By Dovid Zaklikowski for COLlive and Hasidic Archives
Everyone was surprised to see Rabbi Levi Yitzchok of Berditchev at Herschel’s funeral. After all, the great rabbi almost never attended funerals. Herschel had been rich, to be sure, but the rebbe would not be influenced by that. “What special merit did Herschel have that you should attend his funeral?” the townspeople asked their beloved rabbi.
The merit was an unusual one, Rabbi Levi Yitzchok said. On two occasions, Herschel had been summoned to his office because he was involved in a dispute. This in itself was nothing extraordinary. It was the nature of his conflicts that set him apart.
In the town, there lived a very poor man who had difficulties in his marriage. Unable to earn a living in Berditchev, he finally decided that he would leave the town and look for employment elsewhere. He knew that his wife would not agree to this, however, and so resorted to a deception: He told his wife that Herschel had hired him as a traveling merchant. She should go to the factory at the end of the month to collect his paycheck.
He knew that the ruse could not last beyond the first month, but by then he would be far away. He hoped to return with enough money to earn her forgiveness.
At the end of the month, the poor man’s wife duly presented herself at Herschel’s factory and demanded her husband’s pay. When the secretary refused, saying her husband was not an employee, she began to shout. Finally, Herschel himself came out to see what the commotion was about. She told him the story. “I’m very sorry,” Herschel said. “It is my fault. I forgot to tell the secretary about your husband’s salary.” The woman left the factory with a handsome check. She received one like it every month for the next nine months.
As he had hoped, the poor man found better luck abroad. He returned to the town a rich man. After hearing the story of Herschel’s “paychecks,” he immediately went to the factory and offered to repay all the money.

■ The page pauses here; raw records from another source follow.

//! Per-region stack registry
//!
//! A [`Backend`] exclusively owns two disjoint indexes:
//! - **active**: live stacks, insertion-ordered
//! - **deleted**: stacks moved here by `delete_stack`, never removed
//!
//! Deletion relocates a stack, it never erases it, so id lookups keep working
//! after a stack is gone. Names are not unique; name lookups are first match
//! in insertion order and only consider active stacks.

use crate::error::{Result, StackError};
use crate::stack::{CreateStack, Stack, UpdateStack};
use rustc_hash::FxHashMap;
use std::collections::hash_map::Entry;
use std::sync::Arc;
use stratus_core::{StackEvent, StackId, StackStatus};
use stratus_template::{ResolvedResource, ResourceResolver};
use tracing::{debug, info};

/// Insertion-ordered map from stack id to stack
#[derive(Debug, Default)]
struct StackIndex {
    order: Vec<StackId>,
    stacks: FxHashMap<StackId, Stack>,
}

impl StackIndex {
    fn insert(&mut self, stack: Stack) -> &mut Stack {
        match self.stacks.entry(stack.id().clone()) {
            Entry::Vacant(slot) => {
                self.order.push(slot.key().clone());
                slot.insert(stack)
            }
            Entry::Occupied(mut slot) => {
                slot.insert(stack);
                slot.into_mut()
            }
        }
    }

    fn remove(&mut self, id: &StackId) -> Option<Stack> {
        let stack = self.stacks.remove(id)?;
        self.order.retain(|existing| existing != id);
        Some(stack)
    }

    fn contains(&self, id: &StackId) -> bool {
        self.stacks.contains_key(id)
    }

    fn get(&self, id: &StackId) -> Option<&Stack> {
        self.stacks.get(id)
    }

    fn get_mut(&mut self, id: &StackId) -> Option<&mut Stack> {
        self.stacks.get_mut(id)
    }

    fn iter(&self) -> impl Iterator<Item = &Stack> {
        self.order.iter().filter_map(|id| self.stacks.get(id))
    }

    fn find_by_name(&self, name: &str) -> Option<&Stack> {
        self.iter().find(|stack| stack.name() == name)
    }

    fn ids_named(&self, name: &str) -> Vec<StackId> {
        self.iter()
            .filter(|stack| stack.name() == name)
            .map(|stack| stack.id().clone())
            .collect()
    }

    fn len(&self) -> usize {
        self.order.len()
    }
}

/// Which index a key resolved into
#[derive(Debug, Clone, Copy, PartialEq, Eq)]
enum Slot {
    Active,
    Deleted,
}

/// Stack registry for one region
pub struct Backend {
    region: String,
    account_id: String,
    resolver: Arc<dyn ResourceResolver>,
    active: StackIndex,
    deleted: StackIndex,
}

impl std::fmt::Debug for Backend {
    fn fmt(&self, f: &mut std::fmt::Formatter<'_>) -> std::fmt::Result {
        f.debug_struct("Backend")
            .field("region", &self.region)
            .field("account_id", &self.account_id)
            .field("active", &self.active.len())
            .field("deleted", &self.deleted.len())
            .finish()
    }
}

impl Backend {
    /// Create an empty registry for `region`
    pub fn new(
        region: impl Into<String>,
        account_id: impl Into<String>,
        resolver: Arc<dyn ResourceResolver>,
    ) -> Self {
        Self {
            region: region.into(),
            account_id: account_id.into(),
            resolver,
            active: StackIndex::default(),
            deleted: StackIndex::default(),
        }
    }

    /// Region this registry serves
    pub fn region(&self) -> &str {
        &self.region
    }

    // =========================================================================
    // Operations
    // =========================================================================

    /// Create and register a stack.
    ///
    /// The id is unique across both indexes. If the creation sequence fails
    /// nothing is registered and the error is returned unchanged.
    pub fn create_stack(&mut self, request: CreateStack) -> Result<&Stack> {
        let id = self.fresh_id(&request.name);
        let stack = Stack::create(id, self.region.clone(), request, self.resolver.as_ref())?;
        info!(
            stack_id = %stack.id(),
            stack_name = stack.name(),
            region = %self.region,
            "stack registered"
        );
        Ok(&*self.active.insert(stack))
    }

    /// Describe one stack or all active stacks.
    ///
    /// With a key, active stacks are searched by name or id (first match),
    /// then deleted stacks by id only.
    ///
    /// # Errors
    ///
    /// [`StackError::Validation`] carrying `key` if nothing matches.
    pub fn describe_stacks(&self, key: Option<&str>) -> Result<Vec<&Stack>> {
        let Some(key) = key else {
            return Ok(self.active.iter().collect());
        };
        if let Some(stack) = self
            .active
            .iter()
            .find(|stack| stack.name() == key || stack.id().as_str() == key)
        {
            return Ok(vec![stack]);
        }
        if let Some(stack) = self.deleted.get(&StackId::from_raw(key)) {
            return Ok(vec![stack]);
        }
        debug!(key, "describe matched no stack");
        Err(StackError::Validation {
            key: key.to_string(),
        })
    }

    /// All active stacks in creation order
    pub fn list_stacks(&self) -> Vec<&Stack> {
        self.active.iter().collect()
    }

    /// All deleted stacks in deletion order
    pub fn list_deleted_stacks(&self) -> Vec<&Stack> {
        self.deleted.iter().collect()
    }

    /// Look up a stack without failing.
    ///
    /// An exact id match in either index wins; otherwise the first active
    /// stack with that name.
    pub fn get_stack(&self, key: &str) -> Option<&Stack> {
        let (slot, id) = self.locate(key)?;
        match slot {
            Slot::Active => self.active.get(&id),
            Slot::Deleted => self.deleted.get(&id),
        }
    }

    /// Apply a new template to the stack `key` resolves to.
    ///
    /// # Errors
    ///
    /// - [`StackError::NotFound`] if `key` resolves to nothing
    /// - [`StackError::InvalidState`] if the stack was deleted
    /// - parser/resolver errors from the update itself
    pub fn update_stack(&mut self, key: &str, request: UpdateStack) -> Result<&Stack> {
        let resolver = Arc::clone(&self.resolver);
        let stack = self.resolve_mut(key).ok_or_else(|| not_found(key))?;
        stack.update(request, resolver.as_ref())?;
        Ok(&*stack)
    }

    /// Delete by id, or every active stack with the given name.
    ///
    /// An unknown key is a no-op. Deleted stacks move to the deleted index.
    /// If teardown fails the stack stays active and the error is returned.
    ///
    /// Namesakes are deleted in creation order and the first teardown error
    /// stops the sweep: earlier namesakes stay deleted, the failing one is
    /// left `DELETE_FAILED` and later ones are untouched.
    pub fn delete_stack(&mut self, key: &str) -> Result<()> {
        let id = StackId::from_raw(key);
        if self.active.contains(&id) {
            return self.delete_active(&id);
        }
        let ids = self.active.ids_named(key);
        if ids.is_empty() {
            debug!(key, "delete matched no active stack");
        }
        for id in ids {
            self.delete_active(&id)?;
        }
        Ok(())
    }

    /// Resources of the stack `key` resolves to
    pub fn list_stack_resources(&self, key: &str) -> Result<Vec<&ResolvedResource>> {
        let stack = self.get_stack(key).ok_or_else(|| not_found(key))?;
        Ok(stack.stack_resources())
    }

    /// Event history of the stack `key` resolves to
    pub fn describe_stack_events(&self, key: &str) -> Result<&[StackEvent]> {
        let stack = self.get_stack(key).ok_or_else(|| not_found(key))?;
        Ok(stack.events())
    }

    /// Raw template text of the stack `key` resolves to
    pub fn get_template(&self, key: &str) -> Result<&str> {
        let stack = self.get_stack(key).ok_or_else(|| not_found(key))?;
        Ok(stack.template())
    }

    /// Record a resource-scoped event on the stack `key` resolves to.
    ///
    /// The stack's status is unchanged.
    ///
    /// # Errors
    ///
    /// - [`StackError::NotFound`] if `key` or `logical_id` resolves to nothing
    /// - [`StackError::InvalidState`] if the stack was deleted
    pub fn add_resource_event(
        &mut self,
        key: &str,
        logical_id: &str,
        status: StackStatus,
        reason: Option<&str>,
        properties: Option<serde_json::Value>,
    ) -> Result<&StackEvent> {
        let stack = self.resolve_mut(key).ok_or_else(|| not_found(key))?;
        stack.add_resource_event(logical_id, status, reason, properties)
    }

    // =========================================================================
    // Internals
    // =========================================================================

    fn locate(&self, key: &str) -> Option<(Slot, StackId)> {
        let id = StackId::from_raw(key);
        if self.active.contains(&id) {
            return Some((Slot::Active, id));
        }
        if self.deleted.contains(&id) {
            return Some((Slot::Deleted, id));
        }
        self.active
            .find_by_name(key)
            .map(|stack| (Slot::Active, stack.id().clone()))
    }

    fn resolve_mut(&mut self, key: &str) -> Option<&mut Stack> {
        let (slot, id) = self.locate(key)?;
        match slot {
            Slot::Active => self.active.get_mut(&id),
            Slot::Deleted => self.deleted.get_mut(&id),
        }
    }

    fn fresh_id(&self, name: &str) -> StackId {
        loop {
            let id = StackId::generate(&self.region, &self.account_id, name);
            if !self.active.contains(&id) && !self.deleted.contains(&id) {
                return id;
            }
        }
    }

    fn delete_active(&mut self, id: &StackId) -> Result<()> {
        let Some(stack) = self.active.get_mut(id) else {
            return Ok(());
        };
        stack.delete(self.resolver.as_ref())?;
        if let Some(stack) = self.active.remove(id) {
            info!(stack_id = %id, stack_name = stack.name(), "stack moved to deleted index");
            self.deleted.insert(stack);
        }
        Ok(())
    }
}

fn not_found(key: &str) -> StackError {
    StackError::NotFound {
        key: key.to_string(),
    }
}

Herschel refused to accept it. “I gave that money as charity,” he told the man. “It is no longer mine.”
The man did not give up, but took Herschel to Rabbi Levi Yitzchok, demanding that he accept repayment. This was the first conflict, the rabbi told the townspeople. He did not reveal what his ruling had been.
The second time Herschel had appeared in his office because of an argument in the marketplace. A man had lost a wallet containing borrowed money. Devastated, he had begun wailing that he had been robbed.
Herschel happened to be passing by. “I found money this morning,” he told the man. “If you tell me the exact amount you had, I will give it back to you.”
The man told him the amount, including how it had been divided up in bills. Herschel went home and returned with the money a short time later.
In fact, the man had been robbed. The thief was close by and watched the entire scene. He was so moved by Herschel’s generosity that he decided to repay him. Quietly, he approached the factory owner. “I stole the money, and now I regret it. Please take the money back.”
Herschel refused, saying, as before, that the money he had given was charity and did not belong to him anymore. Eventually, the thief had taken Herschel to Rabbi Levi Yitzchok to resolve their disagreement.
“Because of these two arguments,” Rabbi Levi Yitzchok concluded, “I attended Herschel’s funeral.”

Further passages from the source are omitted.